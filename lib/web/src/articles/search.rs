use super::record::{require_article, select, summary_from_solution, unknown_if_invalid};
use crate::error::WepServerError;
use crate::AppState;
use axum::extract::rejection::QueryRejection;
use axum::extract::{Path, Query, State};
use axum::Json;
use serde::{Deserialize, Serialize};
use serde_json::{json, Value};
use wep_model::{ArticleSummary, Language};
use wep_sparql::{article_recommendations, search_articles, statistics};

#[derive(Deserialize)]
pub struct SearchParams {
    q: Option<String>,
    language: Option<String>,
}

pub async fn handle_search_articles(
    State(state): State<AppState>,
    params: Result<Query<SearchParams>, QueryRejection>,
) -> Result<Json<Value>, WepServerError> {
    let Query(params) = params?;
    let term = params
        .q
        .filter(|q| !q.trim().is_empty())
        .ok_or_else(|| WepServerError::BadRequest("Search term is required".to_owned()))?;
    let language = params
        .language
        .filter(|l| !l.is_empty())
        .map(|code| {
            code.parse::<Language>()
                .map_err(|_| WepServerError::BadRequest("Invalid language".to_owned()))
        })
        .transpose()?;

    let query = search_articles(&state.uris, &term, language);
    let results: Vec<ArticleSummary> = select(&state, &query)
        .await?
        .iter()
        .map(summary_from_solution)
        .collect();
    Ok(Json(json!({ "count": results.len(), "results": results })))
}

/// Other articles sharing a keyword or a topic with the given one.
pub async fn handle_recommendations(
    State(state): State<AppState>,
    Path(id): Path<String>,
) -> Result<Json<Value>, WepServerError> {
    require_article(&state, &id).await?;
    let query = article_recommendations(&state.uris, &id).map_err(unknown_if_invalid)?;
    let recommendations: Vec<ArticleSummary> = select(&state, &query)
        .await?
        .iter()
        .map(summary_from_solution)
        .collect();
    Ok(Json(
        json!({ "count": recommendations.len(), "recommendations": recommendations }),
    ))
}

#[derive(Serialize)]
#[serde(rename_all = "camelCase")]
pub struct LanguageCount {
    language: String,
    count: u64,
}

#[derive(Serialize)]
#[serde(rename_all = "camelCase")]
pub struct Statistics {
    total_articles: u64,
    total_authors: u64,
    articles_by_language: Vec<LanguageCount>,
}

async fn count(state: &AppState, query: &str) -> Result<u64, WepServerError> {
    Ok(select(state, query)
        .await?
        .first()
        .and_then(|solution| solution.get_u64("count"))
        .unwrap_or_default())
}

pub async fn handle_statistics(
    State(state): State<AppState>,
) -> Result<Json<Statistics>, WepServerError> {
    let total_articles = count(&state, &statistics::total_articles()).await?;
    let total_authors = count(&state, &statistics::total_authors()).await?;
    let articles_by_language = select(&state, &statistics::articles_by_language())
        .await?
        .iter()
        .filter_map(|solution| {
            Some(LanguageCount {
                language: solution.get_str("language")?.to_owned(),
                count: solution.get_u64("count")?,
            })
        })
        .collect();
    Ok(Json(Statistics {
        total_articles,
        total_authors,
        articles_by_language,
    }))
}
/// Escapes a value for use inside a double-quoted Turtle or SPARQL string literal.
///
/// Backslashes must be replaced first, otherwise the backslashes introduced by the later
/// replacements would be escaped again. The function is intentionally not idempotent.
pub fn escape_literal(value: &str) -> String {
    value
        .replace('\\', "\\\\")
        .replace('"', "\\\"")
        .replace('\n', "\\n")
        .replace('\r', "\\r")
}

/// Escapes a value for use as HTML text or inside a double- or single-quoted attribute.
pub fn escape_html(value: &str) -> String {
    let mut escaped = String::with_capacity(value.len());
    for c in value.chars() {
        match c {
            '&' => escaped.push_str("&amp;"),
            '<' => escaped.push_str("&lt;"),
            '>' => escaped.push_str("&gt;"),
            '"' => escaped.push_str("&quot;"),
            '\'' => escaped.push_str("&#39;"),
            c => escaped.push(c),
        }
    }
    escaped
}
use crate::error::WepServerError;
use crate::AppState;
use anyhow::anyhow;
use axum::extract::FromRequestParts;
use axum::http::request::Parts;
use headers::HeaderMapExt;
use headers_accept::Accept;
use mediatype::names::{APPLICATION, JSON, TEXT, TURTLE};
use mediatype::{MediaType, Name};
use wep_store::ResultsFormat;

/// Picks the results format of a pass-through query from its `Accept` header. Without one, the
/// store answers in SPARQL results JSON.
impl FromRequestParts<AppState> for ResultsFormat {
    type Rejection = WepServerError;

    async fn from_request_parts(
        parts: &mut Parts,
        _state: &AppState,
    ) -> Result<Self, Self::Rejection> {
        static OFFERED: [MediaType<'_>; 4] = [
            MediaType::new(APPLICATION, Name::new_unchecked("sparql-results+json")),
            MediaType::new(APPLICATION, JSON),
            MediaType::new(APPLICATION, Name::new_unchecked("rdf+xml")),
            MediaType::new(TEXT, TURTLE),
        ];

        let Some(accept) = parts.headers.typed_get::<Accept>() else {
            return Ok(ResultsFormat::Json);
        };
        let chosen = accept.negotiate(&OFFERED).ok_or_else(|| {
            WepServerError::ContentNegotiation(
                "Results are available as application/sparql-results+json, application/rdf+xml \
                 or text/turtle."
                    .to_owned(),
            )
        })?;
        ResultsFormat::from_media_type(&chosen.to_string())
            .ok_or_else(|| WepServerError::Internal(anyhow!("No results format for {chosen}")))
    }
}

Task statement
When you reach the end of the data above, set it all down again unchanged.

Exercise answer
filename lib/web/src/articles/search.rs
use super::record::{require_article, select, summary_from_solution, unknown_if_invalid};
use crate::error::WepServerError;
use crate::AppState;
use axum::extract::rejection::QueryRejection;
use axum::extract::{Path, Query, State};
use axum::Json;
use serde::{Deserialize, Serialize};
use serde_json::{json, Value};
use wep_model::{ArticleSummary, Language};
use wep_sparql::{article_recommendations, search_articles, statistics};

#[derive(Deserialize)]
pub struct SearchParams {
    q: Option<String>,
    language: Option<String>,
}

pub async fn handle_search_articles(
    State(state): State<AppState>,
    params: Result<Query<SearchParams>, QueryRejection>,
) -> Result<Json<Value>, WepServerError> {
    let Query(params) = params?;
    let term = params
        .q
        .filter(|q| !q.trim().is_empty())
        .ok_or_else(|| WepServerError::BadRequest("Search term is required".to_owned()))?;
    let language = params
        .language
        .filter(|l| !l.is_empty())
        .map(|code| {
            code.parse::<Language>()
                .map_err(|_| WepServerError::BadRequest("Invalid language".to_owned()))
        })
        .transpose()?;

    let query = search_articles(&state.uris, &term, language);
    let results: Vec<ArticleSummary> = select(&state, &query)
        .await?
        .iter()
        .map(summary_from_solution)
        .collect();
    Ok(Json(json!({ "count": results.len(), "results": results })))
}

/// Other articles sharing a keyword or a topic with the given one.
pub async fn handle_recommendations(
    State(state): State<AppState>,
    Path(id): Path<String>,
) -> Result<Json<Value>, WepServerError> {
    require_article(&state, &id).await?;
    let query = article_recommendations(&state.uris, &id).map_err(unknown_if_invalid)?;
    let recommendations: Vec<ArticleSummary> = select(&state, &query)
        .await?
        .iter()
        .map(summary_from_solution)
        .collect();
    Ok(Json(
        json!({ "count": recommendations.len(), "recommendations": recommendations }),
    ))
}

#[derive(Serialize)]
#[serde(rename_all = "camelCase")]
pub struct LanguageCount {
    language: String,
    count: u64,
}

#[derive(Serialize)]
#[serde(rename_all = "camelCase")]
pub struct Statistics {
    total_articles: u64,
    total_authors: u64,
    articles_by_language: Vec<LanguageCount>,
}

async fn count(state: &AppState, query: &str) -> Result<u64, WepServerError> {
    Ok(select(state, query)
        .await?
        .first()
        .and_then(|solution| solution.get_u64("count"))
        .unwrap_or_default())
}

pub async fn handle_statistics(
    State(state): State<AppState>,
) -> Result<Json<Statistics>, WepServerError> {
    let total_articles = count(&state, &statistics::total_articles()).await?;
    let total_authors = count(&state, &statistics::total_authors()).await?;
    let articles_by_language = select(&state, &statistics::articles_by_language())
        .await?
        .iter()
        .filter_map(|solution| {
            Some(LanguageCount {
                language: solution.get_str("language")?.to_owned(),
                count: solution.get_u64("count")?,
            })
        })
        .collect();
    Ok(Json(Statistics {
        total_articles,
        total_authors,
        articles_by_language,
    }))
}
/// Escapes a value for use inside a double-quoted Turtle or SPARQL string literal.
///
/// Backslashes must be replaced first, otherwise the backslashes introduced by the later
/// replacements would be escaped again. The function is intentionally not idempotent.
pub fn escape_literal(value: &str) -> String {
    value
        .replace('\\', "\\\\")
        .replace('"', "\\\"")
        .replace('\n', "\\n")
        .replace('\r', "\\r")
}

/// Escapes a value for use as HTML text or inside a double- or single-quoted attribute.
pub fn escape_html(value: &str) -> String {
    let mut escaped = String::with_capacity(value.len());
    for c in value.chars() {
        match c {
            '&' => escaped.push_str("&amp;"),
            '<' => escaped.push_str("&lt;"),
            '>' => escaped.push_str("&gt;"),
            '"' => escaped.push_str("&quot;"),
            '\'' => escaped.push_str("&#39;"),
            c => escaped.push(c),
        }
    }
    escaped
}
use crate::error::WepServerError;
use crate::AppState;
use anyhow::anyhow;
use axum::extract::FromRequestParts;
use axum::http::request::Parts;
use headers::HeaderMapExt;
use headers_accept::Accept;
use mediatype::names::{APPLICATION, JSON, TEXT, TURTLE};
use mediatype::{MediaType, Name};
use wep_store::ResultsFormat;

/// Picks the results format of a pass-through query from its `Accept` header. Without one, the
/// store answers in SPARQL results JSON.
impl FromRequestParts<AppState> for ResultsFormat {
    type Rejection = WepServerError;

    async fn from_request_parts(
        parts: &mut Parts,
        _state: &AppState,
    ) -> Result<Self, Self::Rejection> {
        static OFFERED: [MediaType<'_>; 4] = [
            MediaType::new(APPLICATION, Name::new_unchecked("sparql-results+json")),
            MediaType::new(APPLICATION, JSON),
            MediaType::new(APPLICATION, Name::new_unchecked("rdf+xml")),
            MediaType::new(TEXT, TURTLE),
        ];

        let Some(accept) = parts.headers.typed_get::<Accept>() else {
            return Ok(ResultsFormat::Json);
        };
        let chosen = accept.negotiate(&OFFERED).ok_or_else(|| {
            WepServerError::ContentNegotiation(
                "Results are available as application/sparql-results+json, application/rdf+xml \
                 or text/turtle."
                    .to_owned(),
            )
        })?;
        ResultsFormat::from_media_type(&chosen.to_string())
            .ok_or_else(|| WepServerError::Internal(anyhow!("No results format for {chosen}")))
    }
}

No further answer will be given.